══ Information shown ══
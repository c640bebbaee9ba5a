//! Bounded record buffer that flushes to an index in fixed-size batches.

use crate::error::UpsertFailed;
use crate::models::Record;
use crate::services::vector_index::IndexHandle;

/// Records per upsert request.
pub const UPSERT_BATCH_SIZE: usize = 200;

/// Totals reported once the batcher is finalized.
#[derive(Debug, Clone, Copy, Default, PartialEq, Eq)]
pub struct BatchStats {
    pub records: usize,
    pub batches: usize,
}

/// Buffers records and sends them to the index in order.
///
/// Every record passed to [`add`](Self::add) goes upstream exactly once,
/// in insertion order, in batches of at most `threshold` records. Batches
/// are sent one at a time; a failed batch is reported and nothing after it
/// is sent by the caller's loop.
pub struct RecordBatcher<'a> {
    index: &'a dyn IndexHandle,
    buffer: Vec<Record>,
    threshold: usize,
    stats: BatchStats,
}

impl<'a> RecordBatcher<'a> {
    pub fn new(index: &'a dyn IndexHandle) -> Self {
        Self::with_threshold(index, UPSERT_BATCH_SIZE)
    }

    pub fn with_threshold(index: &'a dyn IndexHandle, threshold: usize) -> Self {
        let threshold = threshold.max(1);
        Self {
            index,
            buffer: Vec::with_capacity(threshold),
            threshold,
            stats: BatchStats::default(),
        }
    }

    /// Buffer a record, flushing when the buffer reaches the threshold.
    pub async fn add(&mut self, record: Record) -> Result<(), UpsertFailed> {
        self.buffer.push(record);
        if self.buffer.len() >= self.threshold {
            self.flush().await?;
        }
        Ok(())
    }

    /// Flush whatever is left and return the totals.
    pub async fn finalize(mut self) -> Result<BatchStats, UpsertFailed> {
        if !self.buffer.is_empty() {
            self.flush().await?;
        }
        Ok(self.stats)
    }

    pub fn pending(&self) -> usize {
        self.buffer.len()
    }

    async fn flush(&mut self) -> Result<(), UpsertFailed> {
        let batch = std::mem::replace(&mut self.buffer, Vec::with_capacity(self.threshold));
        let size = batch.len();
        let batch_index = self.stats.batches;

        if let Err(cause) = self.index.upsert(batch).await {
            tracing::error!(
                index = self.index.name(),
                batch_index,
                size,
                error = %cause,
                "batch upsert failed"
            );
            return Err(UpsertFailed { batch_index, cause });
        }

        self.stats.batches += 1;
        self.stats.records += size;
        tracing::debug!(index = self.index.name(), batch_index, size, "batch upserted");
        Ok(())
    }
}

#[cfg(test)]
mod tests {
    use super::*;
    use crate::services::vector_index::mock::{MockState, RecordingIndex};

    fn records(n: usize) -> Vec<Record> {
        (0..n)
            .map(|i| Record::new(format!("r{i}"), vec![i as f32, 0.5]).with_metadata("t", i as i64))
            .collect()
    }

    #[tokio::test]
    async fn test_flushes_at_threshold() {
        let index = RecordingIndex::detached("docs", MockState::default());
        let mut batcher = RecordBatcher::new(&index);

        for record in records(UPSERT_BATCH_SIZE - 1) {
            batcher.add(record).await.unwrap();
        }
        assert!(index.state().upserts.is_empty());
        assert_eq!(batcher.pending(), UPSERT_BATCH_SIZE - 1);

        batcher.add(Record::new("last", vec![0.0, 0.0])).await.unwrap();
        assert_eq!(index.state().upserts.len(), 1);
        assert_eq!(batcher.pending(), 0);

        let stats = batcher.finalize().await.unwrap();
        assert_eq!(stats, BatchStats { records: 200, batches: 1 });
        assert_eq!(index.state().upserts.len(), 1);
    }

    #[tokio::test]
    async fn test_450_records_make_three_ordered_batches() {
        let index = RecordingIndex::detached("docs", MockState::default());
        let input = records(450);
        let mut batcher = RecordBatcher::new(&index);

        for record in input.clone() {
            batcher.add(record).await.unwrap();
        }
        let stats = batcher.finalize().await.unwrap();
        assert_eq!(stats, BatchStats { records: 450, batches: 3 });

        let state = index.state();
        let sizes: Vec<usize> = state.upserts.iter().map(Vec::len).collect();
        assert_eq!(sizes, vec![200, 200, 50]);
        let sent: Vec<Record> = state.upserts.concat();
        assert_eq!(sent, input);
    }

    #[tokio::test]
    async fn test_batch_count_matches_ceiling_for_many_sizes() {
        for n in [0usize, 1, 7, 199, 200, 201, 399, 400, 401, 1000] {
            let index = RecordingIndex::detached("docs", MockState::default());
            let input = records(n);
            let mut batcher = RecordBatcher::new(&index);
            for record in input.clone() {
                batcher.add(record).await.unwrap();
            }
            let stats = batcher.finalize().await.unwrap();

            let state = index.state();
            assert_eq!(state.upserts.len(), n.div_ceil(UPSERT_BATCH_SIZE), "n = {n}");
            assert_eq!(stats.batches, state.upserts.len());
            assert!(state.upserts.iter().all(|b| !b.is_empty() && b.len() <= UPSERT_BATCH_SIZE));
            assert_eq!(state.upserts.concat(), input, "n = {n}");
        }
    }

    #[tokio::test]
    async fn test_finalize_on_empty_sends_nothing() {
        let index = RecordingIndex::detached("docs", MockState::default());
        let stats = RecordBatcher::new(&index).finalize().await.unwrap();
        assert_eq!(stats, BatchStats::default());
        assert!(index.state().upserts.is_empty());
    }

    #[tokio::test]
    async fn test_failure_reports_batch_index() {
        let index = RecordingIndex::detached(
            "docs",
            MockState {
                fail_upsert_at: Some(1),
                ..Default::default()
            },
        );
        let mut batcher = RecordBatcher::with_threshold(&index, 2);

        batcher.add(Record::new("a", vec![1.0])).await.unwrap();
        batcher.add(Record::new("b", vec![1.0])).await.unwrap();
        batcher.add(Record::new("c", vec![1.0])).await.unwrap();
        let err = batcher.add(Record::new("d", vec![1.0])).await.unwrap_err();

        assert_eq!(err.batch_index, 1);
        assert_eq!(index.state().upserts.len(), 1);
    }
}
═══
All of the data above is to be transcribed without alteration.

repository c640bebbaee9ba5a
//! Bounded record buffer that flushes to an index in fixed-size batches.

use crate::error::UpsertFailed;
use crate::models::Record;
use crate::services::vector_index::IndexHandle;

/// Records per upsert request.
pub const UPSERT_BATCH_SIZE: usize = 200;

/// Totals reported once the batcher is finalized.
#[derive(Debug, Clone, Copy, Default, PartialEq, Eq)]
pub struct BatchStats {
    pub records: usize,
    pub batches: usize,
}

/// Buffers records and sends them to the index in order.
///
/// Every record passed to [`add`](Self::add) goes upstream exactly once,
/// in insertion order, in batches of at most `threshold` records. Batches
/// are sent one at a time; a failed batch is reported and nothing after it
/// is sent by the caller's loop.
pub struct RecordBatcher<'a> {
    index: &'a dyn IndexHandle,
    buffer: Vec<Record>,
    threshold: usize,
    stats: BatchStats,
}

impl<'a> RecordBatcher<'a> {
    pub fn new(index: &'a dyn IndexHandle) -> Self {
        Self::with_threshold(index, UPSERT_BATCH_SIZE)
    }

    pub fn with_threshold(index: &'a dyn IndexHandle, threshold: usize) -> Self {
        let threshold = threshold.max(1);
        Self {
            index,
            buffer: Vec::with_capacity(threshold),
            threshold,
            stats: BatchStats::default(),
        }
    }

    /// Buffer a record, flushing when the buffer reaches the threshold.
    pub async fn add(&mut self, record: Record) -> Result<(), UpsertFailed> {
        self.buffer.push(record);
        if self.buffer.len() >= self.threshold {
            self.flush().await?;
        }
        Ok(())
    }

    /// Flush whatever is left and return the totals.
    pub async fn finalize(mut self) -> Result<BatchStats, UpsertFailed> {
        if !self.buffer.is_empty() {
            self.flush().await?;
        }
        Ok(self.stats)
    }

    pub fn pending(&self) -> usize {
        self.buffer.len()
    }

    async fn flush(&mut self) -> Result<(), UpsertFailed> {
        let batch = std::mem::replace(&mut self.buffer, Vec::with_capacity(self.threshold));
        let size = batch.len();
        let batch_index = self.stats.batches;

        if let Err(cause) = self.index.upsert(batch).await {
            tracing::error!(
                index = self.index.name(),
                batch_index,
                size,
                error = %cause,
                "batch upsert failed"
            );
            return Err(UpsertFailed { batch_index, cause });
        }

        self.stats.batches += 1;
        self.stats.records += size;
        tracing::debug!(index = self.index.name(), batch_index, size, "batch upserted");
        Ok(())
    }
}

#[cfg(test)]
mod tests {
    use super::*;
    use crate::services::vector_index::mock::{MockState, RecordingIndex};

    fn records(n: usize) -> Vec<Record> {
        (0..n)
            .map(|i| Record::new(format!("r{i}"), vec![i as f32, 0.5]).with_metadata("t", i as i64))
            .collect()
    }

    #[tokio::test]
    async fn test_flushes_at_threshold() {
        let index = RecordingIndex::detached("docs", MockState::default());
        let mut batcher = RecordBatcher::new(&index);

        for record in records(UPSERT_BATCH_SIZE - 1) {
            batcher.add(record).await.unwrap();
        }
        assert!(index.state().upserts.is_empty());
        assert_eq!(batcher.pending(), UPSERT_BATCH_SIZE - 1);

        batcher.add(Record::new("last", vec![0.0, 0.0])).await.unwrap();
        assert_eq!(index.state().upserts.len(), 1);
        assert_eq!(batcher.pending(), 0);

        let stats = batcher.finalize().await.unwrap();
        assert_eq!(stats, BatchStats { records: 200, batches: 1 });
        assert_eq!(index.state().upserts.len(), 1);
    }

    #[tokio::test]
    async fn test_450_records_make_three_ordered_batches() {
        let index = RecordingIndex::detached("docs", MockState::default());
        let input = records(450);
        let mut batcher = RecordBatcher::new(&index);

        for record in input.clone() {
            batcher.add(record).await.unwrap();
        }
        let stats = batcher.finalize().await.unwrap();
        assert_eq!(stats, BatchStats { records: 450, batches: 3 });

        let state = index.state();
        let sizes: Vec<usize> = state.upserts.iter().map(Vec::len).collect();
        assert_eq!(sizes, vec![200, 200, 50]);
        let sent: Vec<Record> = state.upserts.concat();
        assert_eq!(sent, input);
    }

    #[tokio::test]
    async fn test_batch_count_matches_ceiling_for_many_sizes() {
        for n in [0usize, 1, 7, 199, 200, 201, 399, 400, 401, 1000] {
            let index = RecordingIndex::detached("docs", MockState::default());
            let input = records(n);
            let mut batcher = RecordBatcher::new(&index);
            for record in input.clone() {
                batcher.add(record).await.unwrap();
            }
            let stats = batcher.finalize().await.unwrap();

            let state = index.state();
            assert_eq!(state.upserts.len(), n.div_ceil(UPSERT_BATCH_SIZE), "n = {n}");
            assert_eq!(stats.batches, state.upserts.len());
            assert!(state.upserts.iter().all(|b| !b.is_empty() && b.len() <= UPSERT_BATCH_SIZE));
            assert_eq!(state.upserts.concat(), input, "n = {n}");
        }
    }

    #[tokio::test]
    async fn test_finalize_on_empty_sends_nothing() {
        let index = RecordingIndex::detached("docs", MockState::default());
        let stats = RecordBatcher::new(&index).finalize().await.unwrap();
        assert_eq!(stats, BatchStats::default());
        assert!(index.state().upserts.is_empty());
    }

    #[tokio::test]
    async fn test_failure_reports_batch_index() {
        let index = RecordingIndex::detached(
            "docs",
            MockState {
                fail_upsert_at: Some(1),
                ..Default::default()
            },
        );
        let mut batcher = RecordBatcher::with_threshold(&index, 2);

        batcher.add(Record::new("a", vec![1.0])).await.unwrap();
        batcher.add(Record::new("b", vec![1.0])).await.unwrap();
        batcher.add(Record::new("c", vec![1.0])).await.unwrap();
        let err = batcher.add(Record::new("d", vec![1.0])).await.unwrap_err();

        assert_eq!(err.batch_index, 1);
        assert_eq!(index.state().upserts.len(), 1);
    }
}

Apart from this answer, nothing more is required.